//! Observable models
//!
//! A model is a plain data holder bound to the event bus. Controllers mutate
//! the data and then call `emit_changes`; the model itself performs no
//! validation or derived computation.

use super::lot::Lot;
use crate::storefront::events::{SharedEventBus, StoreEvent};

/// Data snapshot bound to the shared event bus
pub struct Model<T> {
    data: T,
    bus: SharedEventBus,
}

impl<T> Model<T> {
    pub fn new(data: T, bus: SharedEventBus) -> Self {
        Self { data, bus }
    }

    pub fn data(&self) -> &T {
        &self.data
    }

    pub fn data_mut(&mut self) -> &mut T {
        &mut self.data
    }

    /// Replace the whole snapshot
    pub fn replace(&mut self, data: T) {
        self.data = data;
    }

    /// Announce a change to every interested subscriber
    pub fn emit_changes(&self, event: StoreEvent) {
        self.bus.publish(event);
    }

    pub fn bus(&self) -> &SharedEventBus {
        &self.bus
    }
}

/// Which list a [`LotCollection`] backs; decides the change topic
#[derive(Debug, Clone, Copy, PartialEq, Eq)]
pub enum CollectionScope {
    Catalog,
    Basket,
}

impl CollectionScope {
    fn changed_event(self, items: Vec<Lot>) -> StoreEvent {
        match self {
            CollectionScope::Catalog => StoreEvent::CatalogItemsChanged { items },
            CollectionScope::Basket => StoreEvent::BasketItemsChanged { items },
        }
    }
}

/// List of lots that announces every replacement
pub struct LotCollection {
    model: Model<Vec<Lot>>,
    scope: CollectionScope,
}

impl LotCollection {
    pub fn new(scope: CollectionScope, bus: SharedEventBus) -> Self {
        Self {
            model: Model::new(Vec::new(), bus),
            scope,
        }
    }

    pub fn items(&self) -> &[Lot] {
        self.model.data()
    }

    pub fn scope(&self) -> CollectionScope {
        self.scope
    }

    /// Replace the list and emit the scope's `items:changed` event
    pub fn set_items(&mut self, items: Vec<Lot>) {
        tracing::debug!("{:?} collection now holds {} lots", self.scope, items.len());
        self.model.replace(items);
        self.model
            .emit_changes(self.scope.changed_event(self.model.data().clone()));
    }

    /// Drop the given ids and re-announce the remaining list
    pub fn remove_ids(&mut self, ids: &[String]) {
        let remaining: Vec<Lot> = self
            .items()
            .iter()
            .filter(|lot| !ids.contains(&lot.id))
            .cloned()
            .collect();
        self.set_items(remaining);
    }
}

———

**Task:**
Scan the material for the word "SharedEventBus". Return every line where it is found.

**The answer:**
use crate::storefront::events::{SharedEventBus, StoreEvent};
    bus: SharedEventBus,
    pub fn new(data: T, bus: SharedEventBus) -> Self {
    pub fn bus(&self) -> &SharedEventBus {
    pub fn new(scope: CollectionScope, bus: SharedEventBus) -> Self {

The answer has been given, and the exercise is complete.